The title ‘Changing Places’ reflects the teaching / learning experience in the two initial locations of this research project being the University of Auckland, School of Music and the New Zealand Tertiary College. Whereas the skills of rehearsal and refinement working towards accomplished performances are common practice within a university music department, those working in early childhood education tend to focus more on the spontaneous music-making event.
Dialogues between tertiary music staff from both institutions open up the potential for:
- new pedagogical directions by reflecting on theoretical assumptions that impact on practice in the two different settings
- student collaborations with the potential to reveal new learning experiences and understandings of process and practice
- students seeing and experiencing each other’s work in music
- changing musical pedagogy within each setting
- seeing knowledge as co-constructed within performing arts education
The project will employ qualitative methodologies to inform its design and structure. Ethnographic tools such as co-interviews (between staff) or transcribed discussions and interviews framed with formal questions (staff-students), will generate qualitative data for thematic analysis. Where possible, information gained from these dialogues will be used to construct narratives that exemplify reflection, innovation and difference in music teaching practice.
There are two Stages in the Project:
Stage 1: Staff Dialogues
The two staff co-researchers will explore:
- ideas of how theory informs their own teaching practices in music
- narratives derived from their own reflection
- an interpretive framework for the project as a whole
Stage 2: Student Collaborations
It is intended that the first level of activity will be a collaborative series of workshops. These will involve:
- music education students from the School of Music and students from New Zealand Tertiary College who will devise composing activities together
- students from each location performing their work and reflecting on the process that they have been engaged in
- attending an early childhood centre where students will develop some musical ideas with children
- formulation of a performance of children’s work
- evaluation of the student experience learning process
Phase 2: University of Auckland and NZTC students working together
The final workshop took place this week at the University of Auckland with students trying out movement games, to sounds and devising movement activities just as children might. The discussions took on board the process for making that has been developed by the two lead researchers. Armed with their digital recording equipment, students will next week be working in the centres for six weeks.

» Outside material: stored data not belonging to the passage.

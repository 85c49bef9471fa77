//! Priority ordering of confirmed findings.
//!
//! Key: tier priority ascending, in-tier rank ascending, confidence
//! descending. Sorting is stable, so exact key ties keep detection order.

use std::cmp::Ordering;

use super::types::ValidatedFinding;

/// Compare two findings by triage priority (`Less` = more urgent).
pub fn compare_priority(a: &ValidatedFinding, b: &ValidatedFinding) -> Ordering {
    a.rule
        .risk
        .priority()
        .cmp(&b.rule.risk.priority())
        .then_with(|| a.rule.priority_rank.cmp(&b.rule.priority_rank))
        .then_with(|| b.confidence().total_cmp(&a.confidence()))
}

/// Return references to `findings` in priority order without reordering the input.
pub fn rank_findings(findings: &[ValidatedFinding]) -> Vec<&ValidatedFinding> {
    let mut ordered: Vec<&ValidatedFinding> = findings.iter().collect();
    ordered.sort_by(|a, b| compare_priority(a, b));
    ordered
}
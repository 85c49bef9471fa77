//! Diagnostic triage of chest radiograph detections.
//!
//! Turns raw detector output into a clinically prioritized report:
//!
//! - **Classification**: each detection is validated, gray-zone or dropped
//!   against its disease's confirmation threshold
//! - **Grading**: confirmed findings get a High/Medium confidence grade
//! - **Ranking**: tier, then in-tier rank, then confidence
//! - **Report**: primary diagnosis plus the ordered finding list
//!
//! All stages are pure and safe to call concurrently; the only shared state
//! is the immutable rule table.
//!
//! # Example
//!
//! ```ignore
//! use pulmo_triage::rules::RuleTable;
//! use pulmo_triage::triage::{BoundingBox, RawDetection, TriageEngine};
//!
//! let engine = TriageEngine::new(RuleTable::standard());
//! let detections = vec![RawDetection::new(
//!     "Pneumothorax",
//!     0.81,
//!     BoundingBox::new(100.0, 120.0, 400.0, 500.0),
//! )];
//!
//! let evaluation = engine.evaluate(&detections);
//! println!("{}", evaluation.report.primary_diagnosis.label);
//! ```

mod classifier;
mod ranking;
mod report;
mod types;

pub use classifier::{classify, grade_confidence, GRAY_ZONE_FLOOR};
pub use ranking::{compare_priority, rank_findings};
pub use report::{build_report, format_percent, gray_zone_note};
pub use types::*;

use tracing::info;

use crate::rules::RuleTable;

/// Classified findings together with the report built from them.
#[derive(Debug, Clone)]
pub struct Evaluation {
    pub classification: Classification,
    pub report: DiagnosisReport,
}

/// Runs classify -> rank -> report against one rule table.
pub struct TriageEngine<'a> {
    rules: &'a RuleTable,
}

impl<'a> TriageEngine<'a> {
    pub fn new(rules: &'a RuleTable) -> Self {
        Self { rules }
    }

    /// Evaluate one request's detections. Never fails.
    pub fn evaluate(&self, detections: &[RawDetection]) -> Evaluation {
        let classification = classify(detections, self.rules);
        let report = build_report(&classification.validated, &classification.gray_zone);

        info!(
            "Triage complete: {} detections, {} confirmed, {} gray-zone, status {:?}",
            detections.len(),
            classification.validated.len(),
            classification.gray_zone.len(),
            report.diagnosis_status
        );

        Evaluation {
            classification,
            report,
        }
    }
}
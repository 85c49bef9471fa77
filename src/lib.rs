pub mod config;
pub mod detector;
mod error;
pub mod imaging;
pub mod rules;
pub mod service;
pub mod triage;
pub mod visualize;

pub use config::TriageConfig;
pub use detector::{Detector, PrecomputedDetections};
pub use error::TriageError;
pub use imaging::{ImageNormalizer, NormalizedImage};
pub use rules::RuleTable;
pub use service::{TriageOutcome, TriageService};
pub use triage::{DiagnosisReport, TriageEngine};

/// Install the global tracing subscriber. `RUST_LOG` overrides the
/// default `info` level. Call once from the binary.
pub fn init_tracing() {
    tracing_subscriber::fmt()
        .with_env_filter(
            tracing_subscriber::EnvFilter::try_from_default_env()
                .unwrap_or_else(|_| tracing_subscriber::EnvFilter::new("info")),
        )
        .init();
}
use std::io::{Cursor, Write};
use std::path::Path;

use image::{DynamicImage, ImageFormat, RgbImage};
use pulmo_triage::imaging::{
    detect_format, detect_format_path, Equalization, ImageNormalizer, InputFormat, NormalizerConfig,
};
use pulmo_triage::TriageError;

fn dicm_bytes() -> Vec<u8> {
    let mut bytes = vec![0u8; 128];
    bytes.extend_from_slice(b"DICM");
    bytes.extend_from_slice(&[0u8; 256]);
    bytes
}

fn png(width: u32, height: u32) -> Vec<u8> {
    let mut buffer = Cursor::new(Vec::new());
    DynamicImage::ImageRgb8(RgbImage::new(width, height))
        .write_to(&mut buffer, ImageFormat::Png)
        .unwrap();
    buffer.into_inner()
}

#[test]
fn test_png_extension_never_native() {
    assert_eq!(detect_format(Path::new("xray.png"), &dicm_bytes()), InputFormat::StandardRaster);

    let result = ImageNormalizer::default().normalize(Path::new("xray.png"), &dicm_bytes());
    assert!(matches!(result, Err(TriageError::Decode(_))));
}

#[test]
fn test_no_extension_with_marker_is_native() {
    assert_eq!(detect_format(Path::new("xray"), &dicm_bytes()), InputFormat::NativeRadiograph);
}

#[test]
fn test_detect_format_by_path() {
    let dir = tempfile::tempdir().unwrap();

    let native = dir.path().join("upload");
    std::fs::File::create(&native).unwrap().write_all(&dicm_bytes()).unwrap();
    assert_eq!(detect_format_path(&native).unwrap(), InputFormat::NativeRadiograph);

    let raster = dir.path().join("upload.png");
    std::fs::File::create(&raster).unwrap().write_all(&dicm_bytes()).unwrap();
    assert_eq!(detect_format_path(&raster).unwrap(), InputFormat::StandardRaster);
}

#[test]
fn test_raster_normalized_to_square_jpeg() {
    let dir = tempfile::tempdir().unwrap();
    let path = dir.path().join("chest.png");
    std::fs::write(&path, png(300, 200)).unwrap();

    let normalizer = ImageNormalizer::new(NormalizerConfig {
        target_size: Some(256),
        ..NormalizerConfig::default()
    });
    let image = normalizer.normalize_file(&path).unwrap();

    assert_eq!((image.width(), image.height()), (256, 256));
    assert_eq!(&image.jpeg[..2], &[0xFF, 0xD8]);
    let decoded = image::load_from_memory(&image.jpeg).unwrap();
    assert_eq!((decoded.width(), decoded.height()), (256, 256));
}

#[cfg(feature = "dicom")]
mod native {
    use super::*;

    const EXPLICIT_VR_LE: &str = "1.2.840.10008.1.2.1";
    const JPEG_BASELINE: &str = "1.2.840.10008.1.2.4.50";

    /// One explicit-VR little-endian data element.
    fn element(out: &mut Vec<u8>, group: u16, elem: u16, vr: &[u8; 2], value: &[u8]) {
        let mut value = value.to_vec();
        if value.len() % 2 == 1 {
            value.push(if vr == b"UI" || vr == b"OB" || vr == b"OW" { 0 } else { b' ' });
        }

        out.extend_from_slice(&group.to_le_bytes());
        out.extend_from_slice(&elem.to_le_bytes());
        out.extend_from_slice(vr);
        if matches!(vr, b"OB" | b"OW" | b"SQ" | b"UN" | b"UT") {
            out.extend_from_slice(&[0, 0]);
            out.extend_from_slice(&(value.len() as u32).to_le_bytes());
        } else {
            out.extend_from_slice(&(value.len() as u16).to_le_bytes());
        }
        out.extend_from_slice(&value);
    }

    /// VOI attributes to embed alongside the ramp.
    #[derive(Default)]
    struct Voi<'a> {
        /// Window Center / Window Width as DS strings
        window: Option<(&'a str, &'a str)>,
        /// LUT entries mapped from stored value 0
        lut: Option<&'a [u16]>,
    }

    /// Minimal DX file holding a 12-bit horizontal ramp (0, 16, .., 4080).
    fn ramp_dicom(photometric: &str, transfer_syntax: &str) -> Vec<u8> {
        ramp_dicom_with_voi(photometric, transfer_syntax, Voi::default())
    }

    fn ramp_dicom_with_voi(photometric: &str, transfer_syntax: &str, voi: Voi) -> Vec<u8> {
        let (rows, cols) = (4u16, 256u16);

        let mut meta = Vec::new();
        element(&mut meta, 0x0002, 0x0001, b"OB", &[0, 1]);
        element(&mut meta, 0x0002, 0x0002, b"UI", b"1.2.840.10008.5.1.4.1.1.1.1");
        element(&mut meta, 0x0002, 0x0003, b"UI", b"1.2.826.0.1.3680043.2.1125.1");
        element(&mut meta, 0x0002, 0x0010, b"UI", transfer_syntax.as_bytes());
        element(&mut meta, 0x0002, 0x0012, b"UI", b"1.2.826.0.1.3680043.2.1125.2");

        let pixels: Vec<u8> = (0..rows)
            .flat_map(|_| (0..cols).map(|c| c * 16))
            .flat_map(|v| v.to_le_bytes())
            .collect();

        let mut data = Vec::new();
        element(&mut data, 0x0028, 0x0002, b"US", &1u16.to_le_bytes());
        element(&mut data, 0x0028, 0x0004, b"CS", photometric.as_bytes());
        element(&mut data, 0x0028, 0x0010, b"US", &rows.to_le_bytes());
        element(&mut data, 0x0028, 0x0011, b"US", &cols.to_le_bytes());
        element(&mut data, 0x0028, 0x0100, b"US", &16u16.to_le_bytes());
        element(&mut data, 0x0028, 0x0101, b"US", &12u16.to_le_bytes());
        element(&mut data, 0x0028, 0x0102, b"US", &11u16.to_le_bytes());
        element(&mut data, 0x0028, 0x0103, b"US", &0u16.to_le_bytes());
        if let Some((center, width)) = voi.window {
            element(&mut data, 0x0028, 0x1050, b"DS", center.as_bytes());
            element(&mut data, 0x0028, 0x1051, b"DS", width.as_bytes());
        }
        if let Some(entries) = voi.lut {
            let descriptor: Vec<u8> = [entries.len() as u16, 0, 16].iter().flat_map(|v| v.to_le_bytes()).collect();
            let lut_data: Vec<u8> = entries.iter().flat_map(|v| v.to_le_bytes()).collect();

            let mut item_body = Vec::new();
            element(&mut item_body, 0x0028, 0x3002, b"US", &descriptor);
            element(&mut item_body, 0x0028, 0x3006, b"OW", &lut_data);

            let mut sequence = Vec::new();
            sequence.extend_from_slice(&0xFFFEu16.to_le_bytes());
            sequence.extend_from_slice(&0xE000u16.to_le_bytes());
            sequence.extend_from_slice(&(item_body.len() as u32).to_le_bytes());
            sequence.extend_from_slice(&item_body);
            element(&mut data, 0x0028, 0x3010, b"SQ", &sequence);
        }
        element(&mut data, 0x7FE0, 0x0010, b"OW", &pixels);

        let mut file = vec![0u8; 128];
        file.extend_from_slice(b"DICM");
        element(&mut file, 0x0002, 0x0000, b"UL", &(meta.len() as u32).to_le_bytes());
        file.extend_from_slice(&meta);
        file.extend_from_slice(&data);
        file
    }

    fn plain_normalizer() -> ImageNormalizer {
        ImageNormalizer::new(NormalizerConfig {
            target_size: None,
            equalization: Equalization::None,
            ..NormalizerConfig::default()
        })
    }

    #[test]
    fn test_monochrome1_is_complement_of_monochrome2() {
        let normalizer = plain_normalizer();
        let plain = normalizer
            .normalize(Path::new("ramp.dcm"), &ramp_dicom("MONOCHROME2", EXPLICIT_VR_LE))
            .unwrap();
        let inverted = normalizer
            .normalize(Path::new("ramp.dcm"), &ramp_dicom("MONOCHROME1", EXPLICIT_VR_LE))
            .unwrap();

        assert_eq!(plain.source, InputFormat::NativeRadiograph);
        assert_eq!((plain.width(), plain.height()), (256, 4));
        for (a, b) in plain.pixels.pixels().zip(inverted.pixels.pixels()) {
            for c in 0..3 {
                assert_eq!(u16::from(a[c]) + u16::from(b[c]), 255);
            }
        }
        assert_eq!(plain.pixels.get_pixel(0, 0)[0], 0);
        assert_eq!(plain.pixels.get_pixel(255, 0)[0], 255);
    }

    #[test]
    fn test_window_saturates_outside_range() {
        let bytes = ramp_dicom_with_voi(
            "MONOCHROME2",
            EXPLICIT_VR_LE,
            Voi {
                window: Some(("2048", "96")),
                ..Voi::default()
            },
        );
        let image = plain_normalizer().normalize(Path::new("ramp.dcm"), &bytes).unwrap();

        // Ramp values 0..=2000 sit below the window, 2096.. above it.
        for col in [0, 64, 100, 125] {
            assert_eq!(image.pixels.get_pixel(col, 0)[0], 0, "column {}", col);
        }
        for col in [131, 200, 255] {
            assert_eq!(image.pixels.get_pixel(col, 0)[0], 255, "column {}", col);
        }
        let ramp = (0..256).filter(|&c| !matches!(image.pixels.get_pixel(c, 0)[0], 0 | 255)).count();
        assert!(ramp <= 5, "{} columns inside the window", ramp);
    }

    #[test]
    fn test_voi_lut_wins_over_window() {
        let inverse: Vec<u16> = (0..4096u16).map(|v| 4095 - v).collect();
        let bytes = ramp_dicom_with_voi(
            "MONOCHROME2",
            EXPLICIT_VR_LE,
            Voi {
                window: Some(("2048", "96")),
                lut: Some(&inverse),
            },
        );
        let image = plain_normalizer().normalize(Path::new("ramp.dcm"), &bytes).unwrap();

        assert_eq!(image.pixels.get_pixel(0, 0)[0], 255);
        assert_eq!(image.pixels.get_pixel(255, 0)[0], 0);
        let (a, b) = (image.pixels.get_pixel(100, 0)[0], image.pixels.get_pixel(101, 0)[0]);
        assert!(a > b && a != 0 && a != 255, "LUT ramp expected, got {} {}", a, b);
    }

    #[test]
    fn test_native_detected_without_extension() {
        let image = plain_normalizer()
            .normalize(Path::new("upload"), &ramp_dicom("MONOCHROME2", EXPLICIT_VR_LE))
            .unwrap();
        assert_eq!(image.source, InputFormat::NativeRadiograph);
    }

    #[test]
    fn test_native_resized_to_square() {
        let normalizer = ImageNormalizer::new(NormalizerConfig {
            target_size: Some(64),
            equalization: Equalization::Adaptive,
            ..NormalizerConfig::default()
        });
        let image = normalizer
            .normalize(Path::new("ramp.dcm"), &ramp_dicom("MONOCHROME2", EXPLICIT_VR_LE))
            .unwrap();
        assert_eq!((image.width(), image.height()), (64, 64));
        assert_eq!(&image.jpeg[..2], &[0xFF, 0xD8]);
    }

    #[test]
    fn test_compressed_transfer_syntax_unsupported() {
        let result = plain_normalizer().normalize(Path::new("ramp.dcm"), &ramp_dicom("MONOCHROME2", JPEG_BASELINE));
        assert!(matches!(result, Err(TriageError::UnsupportedFormat(_))));
    }

    #[test]
    fn test_truncated_native_is_decode_error() {
        let mut bytes = ramp_dicom("MONOCHROME2", EXPLICIT_VR_LE);
        bytes.truncate(150);
        let result = plain_normalizer().normalize(Path::new("ramp.dcm"), &bytes);
        assert!(matches!(result, Err(TriageError::Decode(_))));
    }
}
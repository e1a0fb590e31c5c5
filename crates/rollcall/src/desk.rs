//! `AttendanceDesk` builder and session lifecycle.
//!
//! The desk is the entry point a transport talks to. It ties the layers
//! together: session state, code rotation, and durable storage.

use std::sync::Arc;

use chrono::NaiveDate;
use rollcall_rotation::{
    CloseSummary, CodeDisplay, CodeUpdate, DisplayError, RotationHandle, spawn_rotation,
};
use rollcall_session::{Opened, SessionSnapshot, SessionState, SessionStatus};
use rollcall_store::admin::{self, MarkOutcome, ResolvedParticipant};
use rollcall_store::{
    AttendanceFilter, AttendanceStore, CommitError, CommitPipeline, StoreError,
};
use rollcall_types::{
    AttendanceStatus, DisplayHandle, Enrollment, ExportRecord, ParticipantId, SessionId,
    SessionIdGenerator,
};
use tokio::sync::Mutex;

use crate::admission::{Admission, Clock, SystemClock, admit};
use crate::{ConfigError, RollcallConfig, RollcallError};

/// What [`AttendanceDesk::close`] did.
#[derive(Debug, Clone, PartialEq, Eq)]
pub struct CloseReport {
    pub session_id: SessionId,
    /// Distinct participants who submitted.
    pub total: usize,
    /// Records written to storage. Equals `total` on success.
    pub saved: usize,
    /// Records that needed more than one write attempt.
    pub retried: usize,
    /// Codes issued after the opening one.
    pub rotations: u64,
}

/// Builder for [`AttendanceDesk`].
///
/// # Example
///
/// ```rust,ignore
/// let desk = AttendanceDesk::builder()
///     .config(RollcallConfig::from_env()?)
///     .display(Arc::new(MyDisplay::new()))
///     .store(Arc::new(SqliteStore::connect(&url).await?))
///     .build()?;
/// ```
pub struct AttendanceDeskBuilder<D, S> {
    config: RollcallConfig,
    display: Option<Arc<D>>,
    store: Option<Arc<S>>,
    clock: Arc<dyn Clock>,
}

impl<D: CodeDisplay, S: AttendanceStore> AttendanceDeskBuilder<D, S> {
    fn new() -> Self {
        Self {
            config: RollcallConfig::default(),
            display: None,
            store: None,
            clock: Arc::new(SystemClock),
        }
    }

    pub fn config(mut self, config: RollcallConfig) -> Self {
        self.config = config;
        self
    }

    /// Where codes are rendered. Required.
    pub fn display(mut self, display: Arc<D>) -> Self {
        self.display = Some(display);
        self
    }

    /// Where closed sessions are committed. Required.
    pub fn store(mut self, store: Arc<S>) -> Self {
        self.store = Some(store);
        self
    }

    /// Replaces the system clock (tests, replays).
    pub fn clock(mut self, clock: impl Clock) -> Self {
        self.clock = Arc::new(clock);
        self
    }

    /// Validates the configuration and builds the desk.
    pub fn build(self) -> Result<AttendanceDesk<D, S>, RollcallError> {
        self.config.validate()?;
        let display = self.display.ok_or(ConfigError::Missing("display"))?;
        let store = self.store.ok_or(ConfigError::Missing("store"))?;

        Ok(AttendanceDesk {
            state: Arc::new(SessionState::new(self.config.session())),
            pipeline: CommitPipeline::new(store, self.config.commit()),
            display,
            clock: self.clock,
            ids: SessionIdGenerator::new(),
            rotation: Mutex::new(None),
            config: self.config,
        })
    }
}

/// Runs attendance sessions: one open at a time, codes rotating while it
/// is open, submissions committed to storage when it closes.
///
/// All methods take `&self`; share the desk as `Arc<AttendanceDesk<..>>`.
pub struct AttendanceDesk<D, S> {
    config: RollcallConfig,
    state: Arc<SessionState>,
    display: Arc<D>,
    pipeline: CommitPipeline<S>,
    clock: Arc<dyn Clock>,
    ids: SessionIdGenerator,
    /// The rotation task of the open session. Also serializes open/close.
    rotation: Mutex<Option<RotationHandle>>,
}

impl<D: CodeDisplay, S: AttendanceStore> AttendanceDesk<D, S> {
    pub fn builder() -> AttendanceDeskBuilder<D, S> {
        AttendanceDeskBuilder::new()
    }

    pub fn config(&self) -> &RollcallConfig {
        &self.config
    }

    pub fn store(&self) -> &Arc<S> {
        self.pipeline.store()
    }

    // -----------------------------------------------------------------------
    // Session lifecycle
    // -----------------------------------------------------------------------

    /// Opens a new session, shows its first code on every handle, and
    /// starts rotating.
    ///
    /// # Errors
    /// [`SessionError::AlreadyActive`](rollcall_session::SessionError::AlreadyActive)
    /// if a session is open. Opens are never queued.
    pub async fn open(&self, handles: Vec<DisplayHandle>) -> Result<Opened, RollcallError> {
        let mut slot = self.rotation.lock().await;

        let opened = self.state.open(self.ids.next()).await?;
        for handle in &handles {
            self.state.attach_display(*handle).await?;
        }

        // A task left over from a session closed behind our back.
        if let Some(stale) = slot.take() {
            stale.cancel().await;
        }

        let update = CodeUpdate {
            session_id: opened.session_id.clone(),
            code: opened.code.clone(),
            submitted: 0,
            interval: self.config.rotation().interval,
        };
        let displays = self.state.status().await.displays;
        for handle in &displays {
            self.show_code(handle, &update).await;
        }

        *slot = Some(spawn_rotation(
            Arc::clone(&self.state),
            Arc::clone(&self.display),
            self.config.rotation(),
        ));
        tracing::info!(
            session_id = %opened.session_id,
            displays = displays.len(),
            "attendance desk opened"
        );
        Ok(opened)
    }

    /// Evaluates one submission.
    ///
    /// `raw_code` is trimmed and upper-cased before comparison.
    pub async fn submit(
        &self,
        participant: ParticipantId,
        display_name: &str,
        raw_code: &str,
    ) -> Result<Admission, RollcallError> {
        Ok(admit(&self.state, self.clock.as_ref(), participant, display_name, raw_code).await?)
    }

    /// Closes the session and commits what it collected.
    ///
    /// The snapshot is taken and the session deactivated in one step, then
    /// rotation is stopped, then the snapshot is committed with the session
    /// lock released. The session stays closed whatever the commit does.
    ///
    /// # Errors
    /// - [`SessionError::NotActive`](rollcall_session::SessionError::NotActive)
    ///   if no session is open
    /// - [`CommitError::Partial`] if some records could not be stored
    pub async fn close(&self) -> Result<CloseReport, RollcallError> {
        let mut slot = self.rotation.lock().await;
        let snapshot = self.state.close().await?;
        let rotations = match slot.take() {
            Some(handle) => handle.cancel().await.rotations,
            None => 0,
        };
        drop(slot);

        tracing::info!(
            session_id = %snapshot.session_id,
            submitted = snapshot.len(),
            "attendance session closed, committing"
        );
        let committed = self.pipeline.commit(&snapshot).await;

        let saved = match &committed {
            Ok(report) => report.saved,
            Err(CommitError::Partial { saved, .. }) => *saved,
        };
        self.show_closed(&snapshot, saved).await;

        let report = committed?;
        Ok(CloseReport {
            session_id: snapshot.session_id,
            total: snapshot.submissions.len(),
            saved: report.saved,
            retried: report.retried,
            rotations,
        })
    }

    /// Current session id, code and submission count.
    pub async fn status(&self) -> SessionStatus {
        self.state.status().await
    }

    /// Adds a display to the open session. It gets the code from the next
    /// rotation on.
    pub async fn attach_display(&self, handle: DisplayHandle) -> Result<(), RollcallError> {
        Ok(self.state.attach_display(handle).await?)
    }

    // -----------------------------------------------------------------------
    // Administration
    // -----------------------------------------------------------------------

    /// Links `participant` to a student id. Returns `true` if an earlier
    /// registration was replaced.
    pub async fn register(
        &self,
        participant: ParticipantId,
        student_id: &str,
        student_name: Option<&str>,
    ) -> Result<bool, RollcallError> {
        let updated = self
            .store()
            .register(Enrollment {
                participant_id: participant,
                student_id: student_id.trim().to_string(),
                student_name: student_name
                    .map(str::trim)
                    .filter(|s| !s.is_empty())
                    .map(str::to_string),
            })
            .await?;
        tracing::info!(%participant, student_id, updated, "participant registered");
        Ok(updated)
    }

    /// Marks a participant present for `date` or `session`.
    ///
    /// Without a date, a named session's own date is used, else today.
    pub async fn mark_present(
        &self,
        identifier: &str,
        date: Option<NaiveDate>,
        session: Option<SessionId>,
    ) -> Result<MarkOutcome, RollcallError> {
        self.mark(identifier, date, session, AttendanceStatus::Present)
            .await
    }

    /// Marks a participant excused for `date` or `session`.
    ///
    /// Without a date, a named session's own date is used, else today.
    pub async fn excuse(
        &self,
        identifier: &str,
        date: Option<NaiveDate>,
        session: Option<SessionId>,
    ) -> Result<MarkOutcome, RollcallError> {
        self.mark(identifier, date, session, AttendanceStatus::Excused)
            .await
    }

    /// Deletes a participant's records for `session`, or for `date`.
    pub async fn remove_attendance(
        &self,
        identifier: &str,
        date: Option<NaiveDate>,
        session: Option<SessionId>,
    ) -> Result<u64, RollcallError> {
        if date.is_none() && session.is_none() {
            return Err(StoreError::UnscopedRemoval.into());
        }
        let who = self.resolve(identifier).await?;
        Ok(admin::remove_attendance(self.store().as_ref(), who.participant_id, date, session).await?)
    }

    /// Attendance joined with enrollment, for one session or everything.
    pub async fn export(&self, session: Option<SessionId>) -> Result<Vec<ExportRecord>, RollcallError> {
        let filter = AttendanceFilter {
            session_id: session,
            ..AttendanceFilter::default()
        };
        Ok(self.store().export(&filter).await?)
    }

    /// Every session with stored attendance, newest first.
    pub async fn sessions(&self) -> Result<Vec<SessionId>, RollcallError> {
        Ok(self.store().session_ids().await?)
    }

    async fn mark(
        &self,
        identifier: &str,
        date: Option<NaiveDate>,
        session: Option<SessionId>,
        status: AttendanceStatus,
    ) -> Result<MarkOutcome, RollcallError> {
        let who = self.resolve(identifier).await?;
        let now = self.clock.now();
        let date = match (date, &session) {
            (Some(date), _) => date,
            (None, Some(session)) => admin::session_date(self.store().as_ref(), session)
                .await?
                .unwrap_or(now.date()),
            (None, None) => now.date(),
        };
        Ok(admin::mark_status(
            self.store().as_ref(),
            who.participant_id,
            &who.display_name,
            date,
            session,
            status,
            now,
        )
        .await?)
    }

    async fn resolve(&self, identifier: &str) -> Result<ResolvedParticipant, RollcallError> {
        admin::resolve_participant(self.store().as_ref(), identifier)
            .await?
            .ok_or_else(|| RollcallError::UnknownParticipant(identifier.to_string()))
    }

    // -----------------------------------------------------------------------
    // Display helpers
    // -----------------------------------------------------------------------

    async fn show_code(&self, handle: &DisplayHandle, update: &CodeUpdate) {
        match self.display.show_code(handle, update).await {
            Ok(()) => {}
            Err(DisplayError::Gone(gone)) => {
                tracing::warn!(display = %gone, "display gone, detaching");
                self.state.detach_display(&gone).await;
            }
            Err(err) => tracing::warn!(display = %handle, %err, "display update failed"),
        }
    }

    async fn show_closed(&self, snapshot: &SessionSnapshot, saved: usize) {
        let summary = CloseSummary {
            session_id: snapshot.session_id.clone(),
            saved,
            total: snapshot.len(),
        };
        for handle in &snapshot.displays {
            if let Err(err) = self.display.show_closed(handle, &summary).await {
                tracing::warn!(display = %handle, %err, "closing summary not shown");
            }
        }
    }
}
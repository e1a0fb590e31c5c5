//! Error types for the shared vocabulary.

/// Errors raised while parsing shared types from text.
#[derive(Debug, Clone, PartialEq, Eq, thiserror::Error)]
pub enum TypesError {
    /// The status string is neither `present` nor `excused`.
    #[error("unknown attendance status: {0}")]
    UnknownStatus(String),

    /// The text is not a participant id in any accepted form.
    #[error("not a participant id: {0}")]
    InvalidParticipant(String),

    /// A stored timestamp or date didn't match the expected format.
    #[error("invalid {field} value: {value}")]
    InvalidTime {
        /// Which column or field was being parsed.
        field: &'static str,
        /// The offending text.
        value: String,
    },
}
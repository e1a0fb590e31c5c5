//! Attendance code generation.

use rand::Rng;

use crate::CodeError;

/// The 36 symbols codes are drawn from: `A`–`Z` then `0`–`9`.
pub const CODE_ALPHABET: &[u8; 36] = b"ABCDEFGHIJKLMNOPQRSTUVWXYZ0123456789";

/// Draws a random code of `length` symbols that differs from `previous`.
///
/// Symbols are drawn uniformly from [`CODE_ALPHABET`] using the thread-local
/// CSPRNG (`rand::rng()`, ChaCha seeded from the OS). A predictable code
/// could be guessed without looking at the display, so a statistical PRNG
/// is not good enough here.
///
/// Only an immediate repeat is avoided: a code may come back later in the
/// same session.
///
/// # Errors
/// Returns [`CodeError::InvalidLength`] if `length` is 0.
pub fn generate_code(
    length: usize,
    previous: Option<&str>,
) -> Result<String, CodeError> {
    if length < 1 {
        return Err(CodeError::InvalidLength(length));
    }

    let mut rng = rand::rng();
    loop {
        let code: String = (0..length)
            .map(|_| {
                let idx = rng.random_range(0..CODE_ALPHABET.len());
                char::from(CODE_ALPHABET[idx])
            })
            .collect();

        if previous != Some(code.as_str()) {
            return Ok(code);
        }
    }
}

Contact is maintained through a website forum and regular downloads of the reflective dialogues that the students make at the end of each session.
Exciting times ahead and more pictures will be forthcoming over the next weeks.
Students working with children in preparation for their own music making. Week 2.
After two weeks working together in the centres the students have introduced many different ways of listening and responding to sounds as well as encouraging the children to self compose their own musical ideas. Children are responding well to the students provision of new sound sources, and to the students engagement, by sometimes spontaneously dancing and playing along with the children’s musical ideas. As week three approaches children are making their own choices of musical activity that they wish to concentrate on, while staff provide space and material and above all regular times for them to ‘practice’ their ideas!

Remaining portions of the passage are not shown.